GIVEN RECORDS:
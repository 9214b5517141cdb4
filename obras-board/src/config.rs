//! Application configuration constants
//!
//! Central location for ordering constants, seed data and validation
//! boundaries used throughout the board core.

// ===== Card Positions =====

/// Gap left between consecutive cards when appending or renumbering.
pub const POSITION_STEP: f64 = 1000.0;

/// Position given to the first card of an empty list.
pub const EMPTY_LIST_POSITION: f64 = 1000.0;

// ===== Lists =====

/// Lists created on a board that has none yet
pub const DEFAULT_LIST_TITLES: &[&str] = &["Urgente", "Fazendo", "Concluído"];

/// Name given to a board created on demand for a work site
pub const DEFAULT_BOARD_NAME: &str = "Pendências";

// ===== Labels =====

/// Global labels seeded by the initial migration: (title, color)
pub const SEED_LABELS: &[(&str, &str)] = &[
    ("Urgente", "red"),
    ("Fazendo", "yellow"),
    ("Concluído", "green"),
];

// ===== Validation Limits =====

/// Maximum length of a list, card, checklist or label title.
pub const MAX_TITLE_LENGTH: usize = 200;

/// Maximum length of a comment body.
pub const MAX_COMMENT_LENGTH: usize = 5_000;

// ===== Database =====

/// Connections in the application pool
pub const DB_MAX_CONNECTIONS: u32 = 5;

/// Seconds SQLite waits on a locked database before failing
pub const DB_BUSY_TIMEOUT_SECS: u64 = 5;

// ===== User-facing messages =====

pub const TOAST_SUCCESS_TITLE: &str = "Success";
pub const TOAST_ERROR_TITLE: &str = "Error";
pub const TOAST_MOVE_SUCCESS: &str = "Card moved.";
pub const TOAST_GENERIC_FAILURE: &str = "Could not complete the operation. Try again.";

EXERCISE DETAILS: Give back exactly the lines running from the line that has "database before failing" to the end of the entries above.

WRITTEN REPLY:
/// Seconds SQLite waits on a locked database before failing
pub const DB_BUSY_TIMEOUT_SECS: u64 = 5;

// ===== User-facing messages =====

pub const TOAST_SUCCESS_TITLE: &str = "Success";
pub const TOAST_ERROR_TITLE: &str = "Error";
pub const TOAST_MOVE_SUCCESS: &str = "Card moved.";
pub const TOAST_GENERIC_FAILURE: &str = "Could not complete the operation. Try again.";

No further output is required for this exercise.